To disassemble the punch from the position shown in FIG. 2, the first step is shown in FIG. 4 whereby the handle 56 has been vertically depressed so that the hook 59 is below the level of the hook 16. This depression is accomplished by reason of the fact that the punch bar 41 is depressed against the force of the springs 49. The next step in disassembly is to tilt the handle 56 upwardly as shown in FIG. 7 causing the handle 56 to be disengaged from the base 11. Removal of handle 56 provides access to the punch bar 41. Any one or more of the punch pins 46 may be raised relative to die bar 31 if it has been stuck therein. For such purpose, the punch bar 41 is simply raised and removed, leaving the pins 46 in the bores 38 of the bosses 39.
If further disassembly is desired, the die bar 31 is pushed rearwardly, causing the catches 17 to be pushed back until the bevels 33, 34 disengage. Of course, a more frequent disassembly operation is the removal of the slug cavity 28 in order to dump the paper slugs which have accumulated therein.
Reassembly of the punch (as well, indeed, as the initial assembly thereof) is accomplished by reversal of the operations for disassembly.
Groove 63 may be provided extending transversely across platen 12 near the front thereof. One use for the punch of the present invention is to punch holes in covers and sheets of a document or book. Thus the male strip 66 of a pair of binding strips is installed in the groove 63 with the studs 67 pointed upward. Pages 68 which have been punched by insertion in the throat 36 are positioned with the studs 67 passing through the holes in the pages 68. Thereupon a female binding strip 69 is placed over the studs 67.

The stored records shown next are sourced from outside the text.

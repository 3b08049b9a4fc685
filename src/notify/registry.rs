//! Sink registry keyed by destination protocol.

use std::collections::HashMap;
use std::sync::Arc;

use crate::config::{SinkConfig, SinksConfig};
use crate::error::ConfigError;

use super::{NotificationSink, StdoutSink, WebhookSink};

/// Routes each destination protocol to the sink that delivers it.
#[derive(Debug, Default)]
pub struct SinkRegistry {
    sinks: HashMap<String, Arc<dyn NotificationSink>>,
}

impl SinkRegistry {
    pub fn new() -> Self {
        Self {
            sinks: HashMap::new(),
        }
    }

    /// Register a sink under its protocol.
    ///
    /// # Errors
    /// [`ConfigError::ValidationError`] if the protocol already has a sink.
    pub fn register(&mut self, sink: Arc<dyn NotificationSink>) -> Result<(), ConfigError> {
        let protocol = sink.protocol().to_string();
        if self.sinks.contains_key(&protocol) {
            return Err(ConfigError::ValidationError(format!(
                "sink for protocol '{}' already registered",
                protocol
            )));
        }
        self.sinks.insert(protocol, sink);
        Ok(())
    }

    pub fn get(&self, protocol: &str) -> Option<Arc<dyn NotificationSink>> {
        self.sinks.get(protocol).cloned()
    }

    pub fn protocols(&self) -> impl Iterator<Item = &str> {
        self.sinks.keys().map(|s| s.as_str())
    }

    pub fn is_empty(&self) -> bool {
        self.sinks.is_empty()
    }

    pub fn len(&self) -> usize {
        self.sinks.len()
    }

    /// Build every configured sink, collecting all errors.
    ///
    /// # Example
    ///
    /// ```ignore
    /// let registry = SinkRegistry::from_config(&runtime.sinks, http_client)?;
    /// ```
    pub fn from_config(
        sinks_config: &SinksConfig,
        http_client: reqwest::Client,
    ) -> Result<Self, Vec<ConfigError>> {
        let mut registry = SinkRegistry::new();
        let mut errors = Vec::new();

        for (protocol, config) in sinks_config {
            match Self::create_sink(protocol, config, &http_client) {
                Ok(sink) => {
                    if let Err(e) = registry.register(sink) {
                        errors.push(e);
                    }
                }
                Err(e) => errors.push(e),
            }
        }

        if errors.is_empty() {
            Ok(registry)
        } else {
            Err(errors)
        }
    }

    fn create_sink(
        protocol: &str,
        config: &SinkConfig,
        http_client: &reqwest::Client,
    ) -> Result<Arc<dyn NotificationSink>, ConfigError> {
        match config {
            SinkConfig::Webhook(wh_config) => {
                let sink = WebhookSink::from_config(protocol, wh_config, http_client.clone())?;

                tracing::info!(
                    protocol = %protocol,
                    sink_type = "webhook",
                    method = %wh_config.method,
                    "Registered webhook sink from config"
                );

                Ok(Arc::new(sink))
            }
            SinkConfig::Stdout(_) => {
                tracing::info!(
                    protocol = %protocol,
                    sink_type = "stdout",
                    "Registered stdout sink from config"
                );

                Ok(Arc::new(StdoutSink::new(protocol)))
            }
        }
    }
}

A type of studs 67 particularly useful in the installation shown in FIGS. 7-10 is of flexible plastic rather than being rigid. The female strip 69 has channel-shaped grooves 70 on its upper surface communicating with the holes in strip 69. Preferably the upper longitudinal edges of the grooves 70 overhang. By bending the exposed ends of the studs 67 until they snap into the grooves 70 the pages 68 may be bound between the strips 66 and 69. Such a bending operation may be facilitated by use of a hand tool 71 having a curved end 72 which, when drawn along the top of the strip 69 sequentially bends the studs 67 downwardly. In a preferred embodiment of the invention, the studs 67 on the left hand end of the book are bent to the right and those on the right hand end are bent to the left, but it will be understood that this is an optional feature insofar as the punch of the present invention is concerned.